This kind of question worries at the study of American anything. To gather artworks under the name “American” is to participate in the fantasy of nation formation. The three terms—”American,” “art,” and “history”—are each sites of intense ideological contest. If we approach American art history seeking some kind of agreement between these three terms, we will find ourselves excluding the art of New Spain, Mexico, Cuba, and Canada. We will step around the Ohio Serpent Mound, and let anthropologists and folklore specialists take up all that looks less like art and more like artifact. Scholars working in American studies (note the shift of vocabulary) start from exactly these problems and challenges. It is not ethical to work with a model for American art history that reproduces these imperialist paradigms. Americanists know this. These problems, limits, and historical wounds define our work. But, of course, many of us did not train in art history departments and do not work in them. This is particularly true for scholars writing about African American, U.S. Latino, Asian American, and Native American art and visual culture. Few art history department hire in these fields and when they do they often exclude scholars whose disciplinary roots are closer to black studies or American studies than art history, for example. (It is also true that some emerging scholars who write about art, visual culture, and performance from these vantage points would not think of applying for positions in art history, since the field has such a terrible record when it comes to the reproduction of racist frameworks in its curricula.) This is to say that I do not think that it is a problem particular to American art history as a field of inquiry. It is, however, particular to a number of art history departments. Some are progressive, and many—too many—are not.

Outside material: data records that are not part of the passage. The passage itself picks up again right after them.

//! # RCon Development Server Library
//!
//! This library provides a small stand-in for a game server's remote console
//! endpoint. It speaks the same "BE" datagram protocol as a real server and
//! exists so the client can be exercised end to end without one: in the
//! integration tests, and from the command line while developing tools on
//! top of the client.
//!
//! ## Core Responsibilities
//!
//! ### Login
//! Checks the password of every login request and remembers the addresses
//! that logged in successfully. Commands from anyone else are ignored.
//!
//! ### Command Replies
//! Answers a handful of well-known commands. Empty commands (keep-alive
//! probes) get a bare ack, `players` a single-datagram body and
//! `getplayersmulti` a ten-part response. Everything else is answered with
//! "Unknown command".
//!
//! ### Console Messages
//! Broadcasts console messages with a per-client sequence number and
//! re-delivers them until the client acknowledges them.
//!
//! ## Fault Injection
//!
//! [`network::ServerConfig`] can drop a share of outbound datagrams at random
//! and shuffle the parts of multi-part responses, which is what the
//! client's retransmission and reassembly logic has to cope with on a real
//! network.
//!
//! ## Module Organization
//!
//! ### Client Manager Module (`client_manager`)
//! Logged-in clients, console message numbering and re-delivery, timeouts.
//!
//! ### Commands Module (`commands`)
//! The canned replies and body splitting into multi-part responses.
//!
//! ### Network Module (`network`)
//! Socket handling and the main event loop.
//!
//! ## Usage Example
//!
//! ```rust,no_run
//! use rcon_server::network::{Server, ServerConfig};
//!
//! #[tokio::main]
//! async fn main() -> Result<(), rcon_server::ServerError> {
//!     let mut server = Server::bind("127.0.0.1:2302", ServerConfig::default()).await?;
//!
//!     let handle = server.handle();
//!     handle.broadcast("Server restart in 5 minutes");
//!
//!     server.run().await
//! }
//! ```

pub mod client_manager;
pub mod commands;
pub mod network;

use thiserror::Error;

#[derive(Debug, Error)]
pub enum ServerError {
    #[error("i/o error: {0}")]
    Io(#[from] std::io::Error),

    #[error("invalid server configuration: {0}")]
    Config(String),
}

So, I was surprised by the question, “Is American art history conservative?” The problem of conservatism is not specific to the field itself. The question describes the effects of an art world that marks American histories and practices not articulated through New York and the avant-garde as local.1 Everything that falls outside of that trajectory is read as regionalist and provincial, as either too American (e.g. folk, outsider art) or as not American enough, as if often the case with Mexican American, Chicana/o and Latina/o art histories. These terms — Mexican American, Chicana/o and Latina/o are all too poorly understood by art institutions, which use them more readily to describe an untapped demographic than cultural practices with specific, intersecting histories. Work by black and brown artists is viewed through a racial framework, as Darby English and Kobena Mercer have argued. This frame work is blind to the form, content, and historical contexts for the work.2 Exhibition practices shy away from the viciousness of the colonial fantasies that make landscape painting attractive and mythologies about Mission life so enduring. Conservative approaches to those subjects displace genocidal histories which are, in fact, embedded in the objects we study and haunt the galleries in which they are displayed.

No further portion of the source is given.